- _RECORDS SUPPLIED_
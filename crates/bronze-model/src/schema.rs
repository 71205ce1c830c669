//! Explicit source schema applied to landing files.

use std::collections::BTreeSet;

use serde::{Deserialize, Serialize};

use crate::columns::METADATA_COLUMNS;
use crate::error::{ModelError, Result};
use crate::types::DataType;

/// One declared source column.
#[derive(Debug, Clone, PartialEq, Eq, Serialize, Deserialize)]
pub struct ColumnSpec {
    pub name: String,
    #[serde(rename = "type")]
    pub data_type: DataType,
    #[serde(default = "default_nullable")]
    pub nullable: bool,
    /// Documented maximum length for string columns.
    #[serde(default, skip_serializing_if = "Option::is_none")]
    pub length: Option<u32>,
}

fn default_nullable() -> bool {
    true
}

impl ColumnSpec {
    pub fn new(name: impl Into<String>, data_type: DataType) -> Self {
        Self {
            name: name.into(),
            data_type,
            nullable: true,
            length: None,
        }
    }

    #[must_use]
    pub fn with_length(mut self, length: u32) -> Self {
        self.length = Some(length);
        self
    }
}

/// Ordered, name-unique list of source columns.
#[derive(Debug, Clone, PartialEq, Eq, Serialize, Deserialize)]
#[serde(try_from = "Vec<ColumnSpec>", into = "Vec<ColumnSpec>")]
pub struct TableSchema {
    columns: Vec<ColumnSpec>,
}

impl TableSchema {
    /// Builds a schema, rejecting duplicate names and metadata-column collisions.
    pub fn new(columns: Vec<ColumnSpec>) -> Result<Self> {
        let mut seen = BTreeSet::new();
        for column in &columns {
            if METADATA_COLUMNS.contains(&column.name.as_str()) {
                return Err(ModelError::ReservedColumn {
                    column: column.name.clone(),
                });
            }
            if !seen.insert(column.name.as_str()) {
                return Err(ModelError::DuplicateColumn {
                    column: column.name.clone(),
                });
            }
        }
        Ok(Self { columns })
    }

    pub fn columns(&self) -> &[ColumnSpec] {
        &self.columns
    }

    pub fn len(&self) -> usize {
        self.columns.len()
    }

    pub fn is_empty(&self) -> bool {
        self.columns.is_empty()
    }

    pub fn column(&self, name: &str) -> Option<&ColumnSpec> {
        self.columns.iter().find(|c| c.name == name)
    }

    pub fn contains(&self, name: &str) -> bool {
        self.column(name).is_some()
    }

    pub fn names(&self) -> impl Iterator<Item = &str> {
        self.columns.iter().map(|c| c.name.as_str())
    }
}

impl TryFrom<Vec<ColumnSpec>> for TableSchema {
    type Error = ModelError;

    fn try_from(value: Vec<ColumnSpec>) -> Result<Self> {
        Self::new(value)
    }
}

impl From<TableSchema> for Vec<ColumnSpec> {
    fn from(value: TableSchema) -> Self {
        value.columns
    }
}
//! Casting string-typed landing frames to the declared schema.

use std::collections::BTreeMap;
use std::sync::Arc;

use deltalake::arrow::array::{
    Array, ArrayRef, BooleanArray, Date32Array, Decimal128Array, Float64Array, Int32Array,
    Int64Array, StringArray,
};
use deltalake::arrow::record_batch::RecordBatch;
use tracing::{debug, info, warn};

use bronze_ingest::LandingBatch;
use bronze_model::{ColumnSpec, DataType, TableSchema};

use crate::batch::{SourceSpan, TypedBatch, arrow_schema};
use crate::error::Result;
use crate::parse::{
    parse_boolean, parse_date, parse_decimal, parse_double, parse_integer, parse_long,
};

/// What the cast had to tolerate.
#[derive(Debug, Clone, Default, PartialEq, Eq)]
pub struct CastReport {
    /// Non-empty values that failed to parse and became null, per column.
    pub nulled: BTreeMap<String, usize>,
    /// Declared columns absent from a file, as `(file name, column)`.
    pub missing: Vec<(String, String)>,
    /// File columns not in the schema, as `(file name, column)`.
    pub ignored: Vec<(String, String)>,
    /// Nulls found in columns the manifest declares non-nullable, per column.
    pub required_nulls: BTreeMap<String, usize>,
}

impl CastReport {
    pub fn nulled_total(&self) -> usize {
        self.nulled.values().sum()
    }
}

/// Casts every landing table to `schema` and stacks them into one batch.
///
/// Columns are matched by header name. Values that do not parse under their
/// declared type become null and are counted in the returned report. Every
/// column is read as nullable; nulls in a column declared non-nullable are
/// logged and counted, not rejected.
pub fn apply_schema(
    batch: &LandingBatch,
    schema: &TableSchema,
) -> Result<(TypedBatch, CastReport)> {
    let mut report = CastReport::default();
    let rows = batch.row_count();

    for table in batch.tables() {
        for spec in schema.columns() {
            if !table.headers.contains(&spec.name) {
                warn!(
                    file = %table.file.name,
                    column = %spec.name,
                    "declared column missing from file; values set to null"
                );
                report
                    .missing
                    .push((table.file.name.clone(), spec.name.clone()));
            }
        }
        for header in &table.headers.columns {
            if !schema.contains(header) {
                debug!(file = %table.file.name, column = %header, "ignoring undeclared column");
                report
                    .ignored
                    .push((table.file.name.clone(), header.clone()));
            }
        }
    }

    let mut columns: Vec<ArrayRef> = Vec::with_capacity(schema.len());
    for spec in schema.columns() {
        let mut raw: Vec<Option<&str>> = Vec::with_capacity(rows);
        for table in batch.tables() {
            match table.column_values(&spec.name)? {
                Some(values) => raw.extend(values),
                None => raw.extend(std::iter::repeat_n(None, table.height())),
            }
        }

        let (array, failures) = cast_column(spec, &raw)?;
        if failures > 0 {
            warn!(
                column = %spec.name,
                data_type = %spec.data_type,
                count = failures,
                "values could not be parsed and were set to null"
            );
            report.nulled.insert(spec.name.clone(), failures);
        }
        if !spec.nullable && array.null_count() > 0 {
            warn!(
                column = %spec.name,
                count = array.null_count(),
                "column declared non-nullable holds nulls"
            );
            report
                .required_nulls
                .insert(spec.name.clone(), array.null_count());
        }
        columns.push(array);
    }

    let record_batch = RecordBatch::try_new(Arc::new(arrow_schema(schema)), columns)?;
    let sources = batch
        .tables()
        .iter()
        .map(|table| SourceSpan {
            uri: table.file.uri.clone(),
            name: table.file.name.clone(),
            rows: table.height(),
        })
        .collect();

    info!(
        rows = record_batch.num_rows(),
        columns = record_batch.num_columns(),
        nulled = report.nulled_total(),
        "schema applied"
    );
    Ok((TypedBatch::new(record_batch, sources), report))
}

/// Parses one column, returning the array and the number of failed parses.
fn cast_column(spec: &ColumnSpec, raw: &[Option<&str>]) -> Result<(ArrayRef, usize)> {
    let mut failures = 0;
    let array: ArrayRef = match spec.data_type {
        DataType::Long => Arc::new(Int64Array::from(parse_all(raw, parse_long, &mut failures))),
        DataType::Integer => {
            Arc::new(Int32Array::from(parse_all(raw, parse_integer, &mut failures)))
        }
        DataType::Double => {
            Arc::new(Float64Array::from(parse_all(raw, parse_double, &mut failures)))
        }
        DataType::Decimal { precision, scale } => {
            let values = parse_all(raw, |v| parse_decimal(v, precision, scale), &mut failures);
            let scale = i8::try_from(scale).unwrap_or(i8::MAX);
            Arc::new(Decimal128Array::from(values).with_precision_and_scale(precision, scale)?)
        }
        DataType::String => Arc::new(StringArray::from(raw.to_vec())),
        DataType::Boolean => {
            Arc::new(BooleanArray::from(parse_all(raw, parse_boolean, &mut failures)))
        }
        DataType::Date => Arc::new(Date32Array::from(parse_all(raw, parse_date, &mut failures))),
    };
    Ok((array, failures))
}

fn parse_all<T>(
    raw: &[Option<&str>],
    parse: impl Fn(&str) -> Option<T>,
    failures: &mut usize,
) -> Vec<Option<T>> {
    let mut values = Vec::with_capacity(raw.len());
    for value in raw {
        let parsed = value.and_then(&parse);
        if value.is_some() && parsed.is_none() {
            *failures += 1;
        }
        values.push(parsed);
    }
    values
}

#[cfg(test)]
mod tests {
    use bronze_ingest::{CsvOptions, LandingFile, LandingTable};
    use bytes::Bytes;

    use super::*;

    fn landing(content: &'static str) -> LandingBatch {
        let file = LandingFile {
            path: "a.csv".into(),
            uri: "file:///landing/a.csv".to_string(),
            name: "a.csv".to_string(),
            size: content.len() as u64,
        };
        let bytes = Bytes::from_static(content.as_bytes());
        let table = LandingTable::from_bytes(file, bytes, &CsvOptions::default()).unwrap();
        LandingBatch::new(vec![table])
    }

    #[test]
    fn test_parse_all_counts_failures_not_nulls() {
        let mut failures = 0;
        let values = parse_all(&[Some("1"), None, Some("x")], parse_long, &mut failures);
        assert_eq!(values, vec![Some(1), None, None]);
        assert_eq!(failures, 1);
    }

    #[test]
    fn test_cast_decimal_column() {
        let spec = ColumnSpec::new("LATITUDE", DataType::decimal(15, 8).unwrap());
        let (array, failures) = cast_column(&spec, &[Some("-17.35"), Some("n/a")]).unwrap();
        let decimals = array.as_any().downcast_ref::<Decimal128Array>().unwrap();
        assert_eq!(decimals.value(0), -1_735_000_000);
        assert!(decimals.is_null(1));
        assert_eq!(failures, 1);
    }

    #[test]
    fn test_cast_string_column_keeps_values() {
        let spec = ColumnSpec::new("IATA_CODE", DataType::String);
        let (array, failures) = cast_column(&spec, &[Some("AAA"), None]).unwrap();
        assert_eq!(array.len(), 2);
        assert_eq!(array.null_count(), 1);
        assert_eq!(failures, 0);
    }

    #[test]
    fn test_nulls_in_non_nullable_column_are_reported() {
        let schema = TableSchema::new(vec![
            ColumnSpec {
                nullable: false,
                ..ColumnSpec::new("IATA_CODE", DataType::String)
            },
            ColumnSpec::new("API_ID", DataType::Long),
        ])
        .unwrap();

        let batch = landing("IATA_CODE;API_ID\nAAA;1\n;2\n");
        let (typed, report) = apply_schema(&batch, &schema).unwrap();
        assert_eq!(typed.num_rows(), 2);
        assert_eq!(report.required_nulls.get("IATA_CODE"), Some(&1));
        assert!(typed.record_batch().schema().field(0).is_nullable());
    }
}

- _WORK TO BE COMPLETED_
Throughout the listing, how many lines contain the string "CastReport"? Give the number on its own.

- _SOLUTION TO THIS PROBLEM_
4